- _Problem to work on_
The answer should consist of each line below that contains the word "const".

- _Extracted data_
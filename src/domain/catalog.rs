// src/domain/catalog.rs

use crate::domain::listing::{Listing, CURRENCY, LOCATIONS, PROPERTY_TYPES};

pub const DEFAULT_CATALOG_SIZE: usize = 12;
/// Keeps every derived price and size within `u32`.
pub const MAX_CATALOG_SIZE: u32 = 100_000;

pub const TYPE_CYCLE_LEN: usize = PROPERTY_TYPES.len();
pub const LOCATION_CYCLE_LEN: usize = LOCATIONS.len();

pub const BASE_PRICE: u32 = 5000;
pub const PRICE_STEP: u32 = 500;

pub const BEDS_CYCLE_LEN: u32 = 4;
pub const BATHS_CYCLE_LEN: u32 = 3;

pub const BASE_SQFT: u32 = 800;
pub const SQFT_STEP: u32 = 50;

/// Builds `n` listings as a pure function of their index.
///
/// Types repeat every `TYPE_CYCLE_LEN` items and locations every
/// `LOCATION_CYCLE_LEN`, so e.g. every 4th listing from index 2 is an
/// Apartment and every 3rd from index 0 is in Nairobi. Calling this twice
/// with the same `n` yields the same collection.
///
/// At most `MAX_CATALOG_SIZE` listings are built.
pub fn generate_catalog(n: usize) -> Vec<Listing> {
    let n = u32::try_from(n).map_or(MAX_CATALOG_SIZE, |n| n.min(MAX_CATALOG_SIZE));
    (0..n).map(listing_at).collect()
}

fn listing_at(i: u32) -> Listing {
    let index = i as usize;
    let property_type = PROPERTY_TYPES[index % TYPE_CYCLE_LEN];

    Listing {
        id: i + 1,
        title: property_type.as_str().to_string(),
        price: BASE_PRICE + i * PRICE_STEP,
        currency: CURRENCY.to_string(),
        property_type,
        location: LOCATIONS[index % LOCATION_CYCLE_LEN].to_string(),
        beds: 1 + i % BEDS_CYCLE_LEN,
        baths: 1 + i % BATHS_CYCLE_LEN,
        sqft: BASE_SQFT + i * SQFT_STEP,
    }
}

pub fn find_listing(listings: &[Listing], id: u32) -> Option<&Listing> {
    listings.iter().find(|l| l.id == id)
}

--

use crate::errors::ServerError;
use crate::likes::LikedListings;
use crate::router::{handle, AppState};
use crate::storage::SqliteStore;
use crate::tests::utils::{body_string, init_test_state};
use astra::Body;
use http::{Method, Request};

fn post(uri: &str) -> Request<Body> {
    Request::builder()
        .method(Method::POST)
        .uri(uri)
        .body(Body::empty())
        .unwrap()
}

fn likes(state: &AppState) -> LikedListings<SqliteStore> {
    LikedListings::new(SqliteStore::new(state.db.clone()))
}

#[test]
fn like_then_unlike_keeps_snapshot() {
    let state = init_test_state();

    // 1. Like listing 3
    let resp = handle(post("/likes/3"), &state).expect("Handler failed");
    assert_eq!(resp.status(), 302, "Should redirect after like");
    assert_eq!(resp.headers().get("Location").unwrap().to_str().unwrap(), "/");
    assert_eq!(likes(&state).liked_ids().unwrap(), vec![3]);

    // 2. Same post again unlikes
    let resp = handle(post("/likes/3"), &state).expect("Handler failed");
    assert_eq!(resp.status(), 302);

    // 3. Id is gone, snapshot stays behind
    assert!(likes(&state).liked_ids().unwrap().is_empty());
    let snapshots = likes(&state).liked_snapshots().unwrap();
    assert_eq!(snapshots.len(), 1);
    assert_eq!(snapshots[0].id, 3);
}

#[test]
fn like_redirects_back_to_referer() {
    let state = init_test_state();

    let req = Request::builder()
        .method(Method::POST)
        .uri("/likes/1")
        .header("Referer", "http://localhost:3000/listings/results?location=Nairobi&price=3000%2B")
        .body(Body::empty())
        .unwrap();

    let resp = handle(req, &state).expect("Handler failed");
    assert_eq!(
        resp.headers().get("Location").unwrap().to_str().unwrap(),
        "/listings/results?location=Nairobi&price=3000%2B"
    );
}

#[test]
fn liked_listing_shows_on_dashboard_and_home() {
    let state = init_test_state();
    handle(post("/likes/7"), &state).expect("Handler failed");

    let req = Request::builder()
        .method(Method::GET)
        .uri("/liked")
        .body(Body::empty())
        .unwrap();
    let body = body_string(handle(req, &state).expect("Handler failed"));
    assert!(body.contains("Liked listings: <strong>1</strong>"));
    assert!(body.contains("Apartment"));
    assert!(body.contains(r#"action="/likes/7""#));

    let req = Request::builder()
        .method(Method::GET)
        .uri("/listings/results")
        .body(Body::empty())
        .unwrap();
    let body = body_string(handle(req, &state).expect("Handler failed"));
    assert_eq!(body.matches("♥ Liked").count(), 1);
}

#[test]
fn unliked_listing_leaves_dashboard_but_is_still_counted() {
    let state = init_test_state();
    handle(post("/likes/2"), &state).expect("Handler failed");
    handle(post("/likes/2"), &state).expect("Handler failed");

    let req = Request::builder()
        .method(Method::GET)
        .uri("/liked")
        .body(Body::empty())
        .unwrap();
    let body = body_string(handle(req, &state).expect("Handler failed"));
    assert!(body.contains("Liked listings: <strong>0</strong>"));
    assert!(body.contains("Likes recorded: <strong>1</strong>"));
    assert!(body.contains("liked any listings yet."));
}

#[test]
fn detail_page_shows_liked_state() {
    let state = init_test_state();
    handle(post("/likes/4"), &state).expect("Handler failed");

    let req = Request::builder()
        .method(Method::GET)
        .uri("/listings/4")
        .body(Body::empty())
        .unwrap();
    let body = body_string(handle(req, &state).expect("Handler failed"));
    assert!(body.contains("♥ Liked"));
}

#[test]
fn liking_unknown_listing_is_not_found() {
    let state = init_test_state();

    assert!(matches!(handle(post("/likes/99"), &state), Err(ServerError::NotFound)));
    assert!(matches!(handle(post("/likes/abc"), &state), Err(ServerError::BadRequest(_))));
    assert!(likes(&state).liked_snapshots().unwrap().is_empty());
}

- _Result_
pub const DEFAULT_CATALOG_SIZE: usize = 12;
pub const MAX_CATALOG_SIZE: u32 = 100_000;
pub const TYPE_CYCLE_LEN: usize = PROPERTY_TYPES.len();
pub const LOCATION_CYCLE_LEN: usize = LOCATIONS.len();
pub const BASE_PRICE: u32 = 5000;
pub const PRICE_STEP: u32 = 500;
pub const BEDS_CYCLE_LEN: u32 = 4;
pub const BATHS_CYCLE_LEN: u32 = 3;
pub const BASE_SQFT: u32 = 800;
pub const SQFT_STEP: u32 = 50;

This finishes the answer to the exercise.